Like I always hear, "that price is below cost, but I'll sell it to you anyway" ....or recently, how much are 5x6 tomatoes?  $18, what comes in is a single layer box. Who buys single layer tomatoes?


----------



## gusfring (Dec 3, 2013)

That's the part I don't understand - in addition to different prices for the same item, each supplier seems to name the same item something different making like items super hard to compare. Is it just me or are others having the same problem?

I have this nagging feeling that I'm not getting consistently fair prices. Don't get me wrong, I'm not necessarily looking for the lowest price because there are other factors, service, fill rates, delivery, blah, blah. I just wish there was something to compare my prices to so I had some idea of whether or not I'm being totally ripped off.


----------



## kuan (Jun 11, 2001)

GusFring said:


> That's the part I don't understand - in addition to different prices for the same item, each supplier seems to name the same item something different making like items super hard to compare. Is it just me or are others having the same problem?
> 
> I have this nagging feeling that I'm not getting consistently fair prices. Don't get me wrong, I'm not necessarily looking for the lowest price because there are other factors, service, fill rates, delivery, blah, blah. I just wish there was something to compare my prices to so I had some idea of whether or not I'm being totally ripped off.


There are industry standards. For beef use the designations from the meat buyer's guide. For fish it might be a little different, but red B potatoes is red B potatoes and nothing else. Make them use standard terminology.


----------



## foodpump (Oct 10, 2005)

GusFring said:


> That's the part I don't understand - in addition to different prices for the same item, each supplier seems to name the same item something different making like items super hard to compare. Is it just me or are others having the same problem?
> 
> I have this nagging feeling that I'm not getting consistently fair prices. Don't get me wrong, I'm not necessarily looking for the lowest price because there are other factors, service, fill rates, delivery, blah, blah. I just wish there was something to compare my prices to so I had some idea of whether or not I'm being totally ripped off.
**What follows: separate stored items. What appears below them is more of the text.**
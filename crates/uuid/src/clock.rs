//! Timestamp sources.

use chrono::{DateTime, Duration, Utc};
use std::sync::Mutex;

/// Source of creation timestamps.
pub trait Clock: Send + Sync {
    fn now(&self) -> DateTime<Utc>;
}

/// Wall-clock time.
#[derive(Clone, Copy, Debug, Default)]
pub struct SystemClock;

impl Clock for SystemClock {
    fn now(&self) -> DateTime<Utc> {
        Utc::now()
    }
}

/// Always returns the same instant.
#[derive(Clone, Copy, Debug)]
pub struct FixedClock(DateTime<Utc>);

impl FixedClock {
    pub fn new(at: DateTime<Utc>) -> Self {
        Self(at)
    }
}

impl Clock for FixedClock {
    fn now(&self) -> DateTime<Utc> {
        self.0
    }
}

/// Wall-clock time that never repeats or goes backwards.
///
/// If the system clock returns an instant at or before the previously issued one, the new
/// timestamp is the previous one plus 1 ms. Records created in quick succession therefore keep
/// a strict creation order.
#[derive(Debug, Default)]
pub struct MonotonicClock {
    last: Mutex<Option<DateTime<Utc>>>,
}

impl MonotonicClock {
    pub fn new() -> Self {
        Self::default()
    }

    fn next_after(previous: Option<DateTime<Utc>>, now: DateTime<Utc>) -> DateTime<Utc> {
        match previous {
            Some(prev) if now <= prev => prev + Duration::milliseconds(1),
            _ => now,
        }
    }
}

impl Clock for MonotonicClock {
    fn now(&self) -> DateTime<Utc> {
        let mut last = self.last.lock().unwrap_or_else(|e| e.into_inner());
        let timestamp = Self::next_after(*last, Utc::now());
        *last = Some(timestamp);
        timestamp
    }
}

#[cfg(test)]
mod tests {
    use super::*;
    use chrono::TimeZone;

    #[test]
    fn fixed_clock_is_constant() {
        let at = Utc.with_ymd_and_hms(2026, 1, 11, 14, 35, 22).unwrap();
        let clock = FixedClock::new(at);
        assert_eq!(clock.now(), at);
        assert_eq!(clock.now(), at);
    }

    #[test]
    fn next_after_bumps_repeated_instant() {
        let at = Utc.with_ymd_and_hms(2026, 1, 11, 14, 35, 22).unwrap();
        let next = MonotonicClock::next_after(Some(at), at);
        assert_eq!(next, at + Duration::milliseconds(1));

        let earlier = at - Duration::seconds(5);
        assert_eq!(
            MonotonicClock::next_after(Some(at), earlier),
            at + Duration::milliseconds(1)
        );
    }

    #[test]
    fn next_after_keeps_later_instant() {
        let at = Utc.with_ymd_and_hms(2026, 1, 11, 14, 35, 22).unwrap();
        let later = at + Duration::seconds(1);
        assert_eq!(MonotonicClock::next_after(Some(at), later), later);
        assert_eq!(MonotonicClock::next_after(None, at), at);
    }

    #[test]
    fn monotonic_clock_is_strictly_increasing() {
        let clock = MonotonicClock::new();
        let mut previous = clock.now();
        for _ in 0..100 {
            let current = clock.now();
            assert!(current > previous);
            previous = current;
        }
    }
}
But that's the whole idea! Look, next time you're in the supermarket, take a look at the cereal aisle. Compare the price of a box of Corn flakes to a box of Frosted Flakes. Same mnfctr, basically the same stuff, but you can't compare prices because the box sizes are different, different weights. We all know it's the same stuff just with a little sugar water squirted on top, and when that sugar water crystalizes, it turns white. Kellogg's has been doing that long before most of us were born.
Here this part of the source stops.